====== LISTED ENTRIES

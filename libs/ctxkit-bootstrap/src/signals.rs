use std::fmt;

use anyhow::{Context, Result};
use tokio::signal;

/// Which termination request ended the wait.
#[derive(Debug, Clone, Copy, PartialEq, Eq)]
pub enum ShutdownSignal {
    CtrlC,
    Terminate,
}

impl fmt::Display for ShutdownSignal {
    fn fmt(&self, f: &mut fmt::Formatter<'_>) -> fmt::Result {
        match self {
            ShutdownSignal::CtrlC => f.write_str("Ctrl+C"),
            ShutdownSignal::Terminate => f.write_str("SIGTERM"),
        }
    }
}

/// Wait for Ctrl+C or, on unix, SIGTERM.
pub async fn wait_for_shutdown() -> Result<ShutdownSignal> {
    let signal = tokio::select! {
        res = signal::ctrl_c() => {
            res.context("Failed to install Ctrl+C handler")?;
            ShutdownSignal::CtrlC
        }
        res = terminate() => {
            res?;
            ShutdownSignal::Terminate
        }
    };

    tracing::info!(%signal, "Shutdown signal received, initiating graceful shutdown");
    Ok(signal)
}

#[cfg(unix)]
async fn terminate() -> Result<()> {
    let mut handler = signal::unix::signal(signal::unix::SignalKind::terminate())
        .context("Failed to install SIGTERM handler")?;
    handler.recv().await;
    Ok(())
}

#[cfg(not(unix))]
async fn terminate() -> Result<()> {
    std::future::pending::<()>().await;
    Ok(())
}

============

**THE TASK**
Give back exactly the lines running from the line that has "let mut handler" to the end of the entries above.

**COMPLETED EXERCISE**
    let mut handler = signal::unix::signal(signal::unix::SignalKind::terminate())
        .context("Failed to install SIGTERM handler")?;
    handler.recv().await;
    Ok(())
}

#[cfg(not(unix))]
async fn terminate() -> Result<()> {
    std::future::pending::<()>().await;
    Ok(())
}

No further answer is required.